**Data**
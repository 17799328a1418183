// Authentication types

use chrono::{DateTime, Utc};
use serde::{Deserialize, Serialize};

/// Which half of the credential pair an operation refers to
#[derive(Debug, Clone, Copy, PartialEq, Eq)]
pub enum TokenKind {
    Access,
    Refresh,
}

/// Access/refresh token pair
///
/// Both tokens are expected to be present together. A pair missing either
/// half is treated as no session at all.
#[derive(Debug, Clone, Default, PartialEq, Eq, Serialize, Deserialize)]
pub struct CredentialPair {
    pub access_token: Option<String>,
    pub refresh_token: Option<String>,
}

impl CredentialPair {
    /// Build a complete pair
    pub fn new(access_token: impl Into<String>, refresh_token: impl Into<String>) -> Self {
        Self {
            access_token: Some(access_token.into()),
            refresh_token: Some(refresh_token.into()),
        }
    }

    /// Pair with neither token
    pub fn empty() -> Self {
        Self::default()
    }

    /// Both tokens present and non-empty
    pub fn is_complete(&self) -> bool {
        matches!(
            (&self.access_token, &self.refresh_token),
            (Some(a), Some(r)) if !a.is_empty() && !r.is_empty()
        )
    }

    /// Token of the given kind, only when the pair is complete
    pub fn token(&self, kind: TokenKind) -> Option<&str> {
        if !self.is_complete() {
            return None;
        }
        match kind {
            TokenKind::Access => self.access_token.as_deref(),
            TokenKind::Refresh => self.refresh_token.as_deref(),
        }
    }
}

/// Snapshot of the session for status displays
#[derive(Debug, Clone, PartialEq, Serialize)]
pub struct TokenInfo {
    pub has_access_token: bool,
    pub has_refresh_token: bool,
    pub is_authenticated: bool,
    pub access_expires_at: Option<DateTime<Utc>>,
    pub refresh_expires_at: Option<DateTime<Utc>>,
}

/// How the backend judges an access token (`GET {base}/auth/token-status`)
#[derive(Debug, Clone, PartialEq, Serialize, Deserialize)]
pub struct TokenStatus {
    pub valid: bool,
    #[serde(default)]
    pub needs_refresh: bool,
    /// Why the token is not valid: `expired`, `no_expiration`, `invalid_token`
    pub reason: Option<String>,
    /// Seconds left before expiry
    pub time_until_expiry: Option<f64>,
    pub expires_at: Option<DateTime<Utc>>,
    pub expired_at: Option<DateTime<Utc>>,
    pub username: Option<String>,
    pub role: Option<String>,
}

/// Login request body
#[derive(Serialize)]
pub struct LoginRequest<'a> {
    pub username: &'a str,
    pub password: &'a str,
}

/// Refresh request body
#[derive(Serialize)]
pub struct RefreshRequest<'a> {
    pub refresh_token: &'a str,
}

/// Backend response envelope: `{status, data, message?}`
#[derive(Debug, Deserialize)]
pub struct Envelope<T> {
    pub status: u16,
    pub data: Option<T>,
    pub message: Option<String>,
}

/// Token pair as issued by the backend
#[derive(Debug, Deserialize)]
pub struct TokenData {
    pub access_token: Option<String>,
    pub refresh_token: Option<String>,
}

**Exercise instructions**
Look through the entries above; find each line with the word "serde" and copy it.

**Task answer**
use serde::{Deserialize, Serialize};
    #[serde(default)]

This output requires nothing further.